The global health crisis continues to take its toll on the aviation industry, creating uncertainty for airlines around the world. However, the African market is primed to be well-positioned for recovery.

A former Africa World Airlines (AWA) COO, Sean Mendis, spoke about how carriers across the continent would fare following the pandemic.

 

Notably, African governments and airlines had to improvise on a home-grown solution, and they began to do that by June 2020 with a travel testing regime. Over 40 African countries have now been able to open their borders with some sort of pre-travel RT-PCR testing.

 

These processes sometimes have supplementation by other protocols as well. However,  they are, for the most part, focused on testing rather than quarantines or vaccines.

 

As a result, Mendis feels the expansion of cheaper, more reliable, and quicker testing solutions will be more of a game-changer for African aviation recovery than vaccines will.

Africa has already somewhat opened up. Yet, the high additional testing costs right now have been a fairly major barrier to a full recovery. As this aspect improves, African aviation will likely recover much faster than markets in several other continents.

Mendis stated that African aviation would continue to grow strongly, adding that ultimately, because demand has been repressed for so long, it must eventually break out.

He noted that there are also emerging markets that need to be catered to with modern techniques.

According to him, “the current traffic is barely scratching 10-15 per cent of the potential demand, and we could write volumes on the many factors that contribute to this. Africa is a young continent with the majority of the population soon to consist of “Millenials.”

“With the explosion of internet and smartphone penetration across the continent, these are now “globalised” consumers who are perfectly comfortable with e-commerce, but also demand certain standards from the brands they identify with.

 

“The growth in the air travel market is not going to come from existing premium travelers (government and high-end business travel) flying more, but rather from new consumers – both the “Millenials” now entering the workforce, as well as the growing number of middle-class consumers who now have increased disposable income.

“The airlines who are able to reach out to these new consumers most effectively will be the ones who are successful. That means more social media type engagement rather than legacy marketing such as newspaper advertising for example.”

Mendis highlighted that this social media approach is something that AWA is very proud of achieving, maintaining that the airline managed to grow direct sales to around 60% of total passengers from barely 5-10% just a few years ago.

 

The company, he said, was also able to attract new consumers through promotions like its online “WOW! Wednesday” sales, where it made highly restricted off-peak tickets on domestic routes available for prices as low as the equivalent of $8.

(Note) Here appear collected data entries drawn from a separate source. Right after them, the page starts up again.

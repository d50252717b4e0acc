use sea_orm::ColumnTrait;
use sea_query::OnConflict;

/// Declarative conflict handling for inserts.
///
/// On a conflict over `conflict_columns` the listed `update_columns` are
/// overwritten with the incoming values. No update columns means the
/// existing row is left as it is.
#[derive(Debug, Clone)]
pub struct UpsertConfig<C> {
    pub conflict_columns: Vec<C>,
    pub update_columns: Vec<C>,
}

impl<C: ColumnTrait> UpsertConfig<C> {
    pub fn overwrite(conflict_columns: Vec<C>, update_columns: Vec<C>) -> Self {
        Self {
            conflict_columns,
            update_columns,
        }
    }

    pub fn ignore(conflict_columns: Vec<C>) -> Self {
        Self {
            conflict_columns,
            update_columns: Vec::new(),
        }
    }

    pub fn on_conflict(&self) -> OnConflict {
        let mut on_conflict = OnConflict::columns(self.conflict_columns.iter().copied());

        if self.update_columns.is_empty() {
            // MySQL has no DO NOTHING; rewrite the key onto itself instead
            on_conflict.update_columns(self.conflict_columns.iter().copied());
        } else {
            on_conflict.update_columns(self.update_columns.iter().copied());
        }

        on_conflict
    }
}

He said the firm created a legitimate option for travelers who otherwise might rely on buses or other forms of ground transport.

Altogether, Mendis feels that the basic concepts that the likes of Ryanair, AirAsia, and Spirit Airlines have successfully implemented in other markets will hold true in Africa too. Features include lower fares, unbundled services, and direct sales. These factors will be the key to driving growth at the bottom end of the market.

 

However, he feels that this factor will continue to remain repressed as long as governments, well-meaning as they may be, continue with market-distorting policies such as subsidizing/launching loss-making national carriers, restricting access to markets, and viewing air transport as an easy target for additional taxation.

 

He believes that the role of governments should be to create an enabling environment for their constituents and not to over-regulate them and hence stifle innovation and private sector investment.